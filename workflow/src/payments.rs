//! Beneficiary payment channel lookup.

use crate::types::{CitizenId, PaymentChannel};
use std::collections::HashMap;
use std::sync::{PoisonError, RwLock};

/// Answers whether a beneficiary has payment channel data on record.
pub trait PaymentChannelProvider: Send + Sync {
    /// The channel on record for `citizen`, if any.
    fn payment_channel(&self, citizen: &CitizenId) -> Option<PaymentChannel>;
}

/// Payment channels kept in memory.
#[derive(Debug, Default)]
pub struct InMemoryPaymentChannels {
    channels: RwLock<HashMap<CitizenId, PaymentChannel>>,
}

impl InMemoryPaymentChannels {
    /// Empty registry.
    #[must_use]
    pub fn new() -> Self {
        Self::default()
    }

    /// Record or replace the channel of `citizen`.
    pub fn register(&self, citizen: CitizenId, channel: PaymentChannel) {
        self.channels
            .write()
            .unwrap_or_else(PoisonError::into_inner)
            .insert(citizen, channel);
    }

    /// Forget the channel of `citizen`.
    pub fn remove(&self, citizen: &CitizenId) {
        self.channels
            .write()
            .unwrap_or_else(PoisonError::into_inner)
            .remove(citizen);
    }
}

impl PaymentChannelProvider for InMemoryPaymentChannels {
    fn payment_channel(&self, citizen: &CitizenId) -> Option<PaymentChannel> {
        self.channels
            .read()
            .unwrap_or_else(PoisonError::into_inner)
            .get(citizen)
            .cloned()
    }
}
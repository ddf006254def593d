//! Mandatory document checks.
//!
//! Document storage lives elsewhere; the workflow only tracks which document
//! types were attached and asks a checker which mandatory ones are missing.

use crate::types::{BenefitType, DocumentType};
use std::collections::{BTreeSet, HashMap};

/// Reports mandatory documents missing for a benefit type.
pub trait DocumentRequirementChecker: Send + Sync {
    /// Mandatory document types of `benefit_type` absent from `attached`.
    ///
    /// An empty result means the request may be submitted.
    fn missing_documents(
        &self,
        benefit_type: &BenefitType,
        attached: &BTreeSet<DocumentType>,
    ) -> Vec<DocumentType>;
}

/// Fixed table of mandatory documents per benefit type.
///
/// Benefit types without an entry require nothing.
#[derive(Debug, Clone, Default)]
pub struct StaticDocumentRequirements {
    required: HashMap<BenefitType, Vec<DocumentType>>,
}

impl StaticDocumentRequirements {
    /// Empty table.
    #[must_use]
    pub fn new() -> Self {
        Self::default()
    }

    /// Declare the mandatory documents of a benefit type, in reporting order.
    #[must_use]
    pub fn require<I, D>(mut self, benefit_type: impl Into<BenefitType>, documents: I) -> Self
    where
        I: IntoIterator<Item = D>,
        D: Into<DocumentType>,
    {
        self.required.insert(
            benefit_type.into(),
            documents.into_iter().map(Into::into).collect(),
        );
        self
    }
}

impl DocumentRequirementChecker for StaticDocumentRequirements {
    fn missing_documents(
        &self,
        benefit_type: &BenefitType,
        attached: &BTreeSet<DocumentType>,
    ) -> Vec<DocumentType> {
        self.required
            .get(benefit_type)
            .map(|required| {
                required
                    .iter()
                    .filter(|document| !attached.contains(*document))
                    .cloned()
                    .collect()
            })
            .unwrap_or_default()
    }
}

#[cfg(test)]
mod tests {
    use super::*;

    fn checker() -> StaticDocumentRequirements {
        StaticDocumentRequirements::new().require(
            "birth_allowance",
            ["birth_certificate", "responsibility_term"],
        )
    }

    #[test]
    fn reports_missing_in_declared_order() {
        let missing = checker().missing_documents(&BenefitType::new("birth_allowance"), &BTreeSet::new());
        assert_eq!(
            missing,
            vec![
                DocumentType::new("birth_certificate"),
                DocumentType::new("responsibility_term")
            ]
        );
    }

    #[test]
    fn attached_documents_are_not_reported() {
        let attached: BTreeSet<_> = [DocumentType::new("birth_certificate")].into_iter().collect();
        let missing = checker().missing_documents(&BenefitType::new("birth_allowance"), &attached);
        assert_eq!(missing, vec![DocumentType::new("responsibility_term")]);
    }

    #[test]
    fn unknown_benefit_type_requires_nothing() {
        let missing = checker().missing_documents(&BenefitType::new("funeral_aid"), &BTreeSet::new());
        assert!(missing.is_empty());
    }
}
───
## PROBLEM REQUIREMENTS
From the first line to the last, reproduce the material word for word.

## OUTPUT
filename workflow/src/payments.rs
//! Beneficiary payment channel lookup.

use crate::types::{CitizenId, PaymentChannel};
use std::collections::HashMap;
use std::sync::{PoisonError, RwLock};

/// Answers whether a beneficiary has payment channel data on record.
pub trait PaymentChannelProvider: Send + Sync {
    /// The channel on record for `citizen`, if any.
    fn payment_channel(&self, citizen: &CitizenId) -> Option<PaymentChannel>;
}

/// Payment channels kept in memory.
#[derive(Debug, Default)]
pub struct InMemoryPaymentChannels {
    channels: RwLock<HashMap<CitizenId, PaymentChannel>>,
}

impl InMemoryPaymentChannels {
    /// Empty registry.
    #[must_use]
    pub fn new() -> Self {
        Self::default()
    }

    /// Record or replace the channel of `citizen`.
    pub fn register(&self, citizen: CitizenId, channel: PaymentChannel) {
        self.channels
            .write()
            .unwrap_or_else(PoisonError::into_inner)
            .insert(citizen, channel);
    }

    /// Forget the channel of `citizen`.
    pub fn remove(&self, citizen: &CitizenId) {
        self.channels
            .write()
            .unwrap_or_else(PoisonError::into_inner)
            .remove(citizen);
    }
}

impl PaymentChannelProvider for InMemoryPaymentChannels {
    fn payment_channel(&self, citizen: &CitizenId) -> Option<PaymentChannel> {
        self.channels
            .read()
            .unwrap_or_else(PoisonError::into_inner)
            .get(citizen)
            .cloned()
    }
}
repository ddf006254def593d
//! Mandatory document checks.
//!
//! Document storage lives elsewhere; the workflow only tracks which document
//! types were attached and asks a checker which mandatory ones are missing.

use crate::types::{BenefitType, DocumentType};
use std::collections::{BTreeSet, HashMap};

/// Reports mandatory documents missing for a benefit type.
pub trait DocumentRequirementChecker: Send + Sync {
    /// Mandatory document types of `benefit_type` absent from `attached`.
    ///
    /// An empty result means the request may be submitted.
    fn missing_documents(
        &self,
        benefit_type: &BenefitType,
        attached: &BTreeSet<DocumentType>,
    ) -> Vec<DocumentType>;
}

/// Fixed table of mandatory documents per benefit type.
///
/// Benefit types without an entry require nothing.
#[derive(Debug, Clone, Default)]
pub struct StaticDocumentRequirements {
    required: HashMap<BenefitType, Vec<DocumentType>>,
}

impl StaticDocumentRequirements {
    /// Empty table.
    #[must_use]
    pub fn new() -> Self {
        Self::default()
    }

    /// Declare the mandatory documents of a benefit type, in reporting order.
    #[must_use]
    pub fn require<I, D>(mut self, benefit_type: impl Into<BenefitType>, documents: I) -> Self
    where
        I: IntoIterator<Item = D>,
        D: Into<DocumentType>,
    {
        self.required.insert(
            benefit_type.into(),
            documents.into_iter().map(Into::into).collect(),
        );
        self
    }
}

impl DocumentRequirementChecker for StaticDocumentRequirements {
    fn missing_documents(
        &self,
        benefit_type: &BenefitType,
        attached: &BTreeSet<DocumentType>,
    ) -> Vec<DocumentType> {
        self.required
            .get(benefit_type)
            .map(|required| {
                required
                    .iter()
                    .filter(|document| !attached.contains(*document))
                    .cloned()
                    .collect()
            })
            .unwrap_or_default()
    }
}

#[cfg(test)]
mod tests {
    use super::*;

    fn checker() -> StaticDocumentRequirements {
        StaticDocumentRequirements::new().require(
            "birth_allowance",
            ["birth_certificate", "responsibility_term"],
        )
    }

    #[test]
    fn reports_missing_in_declared_order() {
        let missing = checker().missing_documents(&BenefitType::new("birth_allowance"), &BTreeSet::new());
        assert_eq!(
            missing,
            vec![
                DocumentType::new("birth_certificate"),
                DocumentType::new("responsibility_term")
            ]
        );
    }

    #[test]
    fn attached_documents_are_not_reported() {
        let attached: BTreeSet<_> = [DocumentType::new("birth_certificate")].into_iter().collect();
        let missing = checker().missing_documents(&BenefitType::new("birth_allowance"), &attached);
        assert_eq!(missing, vec![DocumentType::new("responsibility_term")]);
    }

    #[test]
    fn unknown_benefit_type_requires_nothing() {
        let missing = checker().missing_documents(&BenefitType::new("funeral_aid"), &BTreeSet::new());
        assert!(missing.is_empty());
    }
}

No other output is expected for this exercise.